あの優しく微笑んでくれる彼はいなかった。

⏰:09/08/14 02:20 📱:W65T 🆔:0SdBI476


#286 [あき]
荒々しく車は進む。
恐怖で体が固まり、言葉を失った。
それでも、その中で、必死に私は、西条さんの怒りを静めようと言葉を探した。

『友達にしたら、親密な間柄を感じれる会話だったけどねっ!!?』

『だからっ!!それは…仲良いからっ!』

『その彼だろっ?あきが好きな奴はっ!!』

『今は違うっ!ねぇ。怖いって。スピード緩めて…』

⏰:09/08/14 02:24 📱:W65T 🆔:0SdBI476


#287 [あき]
高速道を、猛スピードで走り抜ける車。
怒りを露わにする西条さんを必死になだめながら、私は、怒りの右側と恐怖の前方を確かめる。

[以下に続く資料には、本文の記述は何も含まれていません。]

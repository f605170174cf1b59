// Copyright (c) 2025 Soumyadip Sarkar.
// All rights reserved.
//
// This source code is licensed under the license found in the
// LICENSE file in the root directory of this source tree.

use chairbook::models::AppointmentStatus;
use chairbook::store::{AppointmentFilter, EntityStore, SqliteStore};
use chairbook::{cli, commands, config};
use rust_decimal::Decimal;

const SHOP: &str = "shop-a";

fn run(store: &SqliteStore, args: &[&str]) -> anyhow::Result<()> {
    let mut argv = vec!["chairbook"];
    argv.extend_from_slice(args);
    let m = cli::build_cli().try_get_matches_from(argv)?;
    match m.subcommand() {
        Some(("client", sub)) => commands::clients::handle(store, SHOP, sub),
        Some(("pro", sub)) => commands::professionals::handle(store, SHOP, sub),
        Some(("service", sub)) => commands::services::handle(store, SHOP, sub),
        Some(("appt", sub)) => commands::appointments::handle(store, SHOP, sub),
        Some(("cash", sub)) => commands::cash::handle(store, SHOP, sub),
        Some(("report", sub)) => commands::reports::handle(store, SHOP, sub),
        Some(("export", sub)) => commands::exporter::handle(store, SHOP, sub),
        Some(("doctor", _)) => commands::doctor::handle(store, SHOP),
        Some(("config", sub)) => {
            commands::settings::handle(store, ":memory:".into(), None, sub)
        }
        _ => Ok(()),
    }
}

#[test]
fn roster_and_booking_through_the_cli() {
    let store = SqliteStore::open_in_memory().unwrap();
    run(&store, &["client", "add", "--name", "Ana", "--phone", "11 98765-4321"]).unwrap();
    run(&store, &["pro", "add", "--name", "Bruno"]).unwrap();
    run(
        &store,
        &[
            "service", "add", "--name", "Haircut", "--price", "50", "--duration", "30",
            "--commission", "20",
        ],
    )
    .unwrap();

    let svc = store.list_services(SHOP).unwrap().remove(0);
    assert_eq!(svc.price_cents, 5000);
    assert_eq!(svc.commission_percent, Decimal::from(20));
    assert_eq!(svc.duration_minutes, Some(30));

    let ids = |s: i64| s.to_string();
    let client = store.list_clients(SHOP).unwrap()[0].id;
    let pro = store.list_professionals(SHOP).unwrap()[0].id;
    let book = |when: &str| {
        run(
            &store,
            &[
                "appt",
                "book",
                "--client",
                &ids(client),
                "--pro",
                &ids(pro),
                "--service",
                &ids(svc.id),
                "--at",
                when,
            ],
        )
    };
    book("2025-04-01 10:00").unwrap();
    assert!(book("2025-04-01 10:10").is_err());

    let appt = store
        .list_appointments(SHOP, &AppointmentFilter::default())
        .unwrap()
        .remove(0);
    run(&store, &["appt", "confirm", &ids(appt.id)]).unwrap();
    run(
        &store,
        &["cash", "record", "--amount", "50.00", "--method", "pix", "--appointment", &ids(appt.id)],
    )
    .unwrap();
    assert!(run(&store, &["cash", "record", "--amount", "1.005"]).is_err());
    assert!(run(&store, &["cash", "record", "--amount", "5", "--method", "cheque"]).is_err());
    run(&store, &["appt", "complete", &ids(appt.id)]).unwrap();
    assert_eq!(
        store.get_appointment(SHOP, appt.id).unwrap().unwrap().status,
        AppointmentStatus::Completed
    );

    run(&store, &["appt", "list", "--day", "2025-04-01", "--status", "completed", "--json"])
        .unwrap();
    run(&store, &["report", "ranking", "--json"]).unwrap();
    run(&store, &["report", "revenue", "--at", "2025-04-01"]).unwrap();
    run(&store, &["report", "hours", "--from", "2025-04-01", "--to", "2025-04-01"]).unwrap();
    run(&store, &["report", "overview", "--day", "2025-04-01"]).unwrap();
    run(&store, &["doctor"]).unwrap();
}

#[test]
fn exports_write_files() {
    let store = SqliteStore::open_in_memory().unwrap();
    run(&store, &["client", "add", "--name", "Ana"]).unwrap();
    run(&store, &["pro", "add", "--name", "Bruno"]).unwrap();
    run(&store, &["service", "add", "--name", "Haircut", "--price", "50"]).unwrap();
    run(&store, &["cash", "record", "--amount", "12.50", "--direction", "out"]).unwrap();

    let dir = tempfile::tempdir().unwrap();
    let csv_path = dir.path().join("ledger.csv");
    let csv_out = csv_path.to_str().unwrap();
    run(&store, &["export", "ledger", "--out", csv_out]).unwrap();
    let text = std::fs::read_to_string(&csv_path).unwrap();
    let mut lines = text.lines();
    assert_eq!(
        lines.next(),
        Some("id,occurred_at,direction,amount_cents,method,appointment_id,reverses")
    );
    assert!(lines.next().unwrap().contains(",out,1250,cash,"));

    let json_path = dir.path().join("appointments.json");
    let json_out = json_path.to_str().unwrap();
    run(&store, &["export", "appointments", "--format", "json", "--out", json_out]).unwrap();
    let v: serde_json::Value =
        serde_json::from_str(&std::fs::read_to_string(&json_path).unwrap()).unwrap();
    assert_eq!(v.as_array().map(Vec::len), Some(0));
}

#[test]
fn config_commands_persist_settings() {
    let store = SqliteStore::open_in_memory().unwrap();
    run(&store, &["config", "set-shop", "downtown"]).unwrap();
    run(&store, &["config", "set-country-code", "+351"]).unwrap();
    assert!(run(&store, &["config", "set-country-code", "abc"]).is_err());
    let conn = store.connection();
    assert_eq!(
        config::resolve_shop(conn, Some("flagged")).unwrap().as_deref(),
        Some("flagged")
    );
    assert_eq!(config::get_default_shop(conn).unwrap().as_deref(), Some("downtown"));
    assert_eq!(config::get_country_code(conn).unwrap(), "351");
}

#[test]
fn bad_arguments_are_rejected_by_the_parser() {
    let parse = |args: &[&str]| {
        let mut argv = vec!["chairbook"];
        argv.extend_from_slice(args);
        cli::build_cli().try_get_matches_from(argv)
    };
    assert!(parse(&["appt", "confirm", "abc"]).is_err());
    assert!(parse(&["service", "add", "--name", "X", "--price", "1", "--duration", "0"]).is_err());
    assert!(parse(&["export", "ledger", "--format", "xml", "--out", "x"]).is_err());
    assert!(parse(&["appt", "list", "--day", "2025-04-01", "--today"]).is_err());
    assert!(parse(&["report", "services", "--json"]).is_ok());
}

『この先っ!!カメラあるからっ…ねぇっ!!怖いってばっ!』

車は、急ハンドルで高速道、インターチェンジを抜けた。突然の事に、体を支えきれず、なんとかの原理ってやつだろう。いとも簡単に私の体は、ベンチシート横、運転席に座る西条さんにぶつかった。
とっさに起き上がろうとした私の肩を、西条さんは、力一杯に抱き寄せ、その肩に指が食い込んだ。
私は、国道を西に向かう間、力ずくのまま、その胸の中にすっぽりと収まっていた。

⏰:09/08/14 02:35 📱:W65T 🆔:0SdBI476


#288 [あき]
遥か昔、痛めた腰が、無理な体制を強いられている私をズキズキと打っている。だけど、肩を掴む力が弱まる気配はなく、しばらくこのままで過ごしているしかなかった。
私の視界には肩を掴んだまま、無表情、無言で、車を走らせる西条さんしか見えない。
国道を西に進んで、しばらくすると車が、急に左に折れどこかに入って、止まった。

『降りるよ。』

『…はいっ…』

体を起こして、やっと窓の外を見渡す。
どこだかわからない。
薄暗い地下駐車場。
即座に助手席のドアが開けられ、私は彼に手を引っ張られた。

⏰:09/08/14 02:46 📱:W65T 🆔:0SdBI476


#289 [あき]
引っ張られるように、車を降りて、その薄暗い場所に立って。ようやく、ここがどこだか理解できた。
理解出来たと同時に、更に西条さんに恐怖を覚える。

『ちょっと…なにっ…やめてよ…』

『いいからっ。』

握った手に強く引かれて私は、そのまま引きずられるように中へと入って行った。

⏰:09/08/14 02:52 📱:W65T 🆔:0SdBI476


#290 [あき]
部屋に入り、無言のまま強く握られた手を投げ出される。投げ出された私の体は、今度は強く引き寄せられる。苦しくて、もがけばもがく程、彼の力は強くなり、離してと言えば言う程絡まりついた。

腰に回された腕は強く私を抑えつけ、顔を持たれた手は顎を抑える。

必死に顔を背けても、荒々しい彼の唇で抑えつけられた。昨夜のあの優しく包み込んでくれるような暖かさはなかった。
抵抗すればする程、力は強くなる。嫌だと叫ぶと腕をまた掴まれた。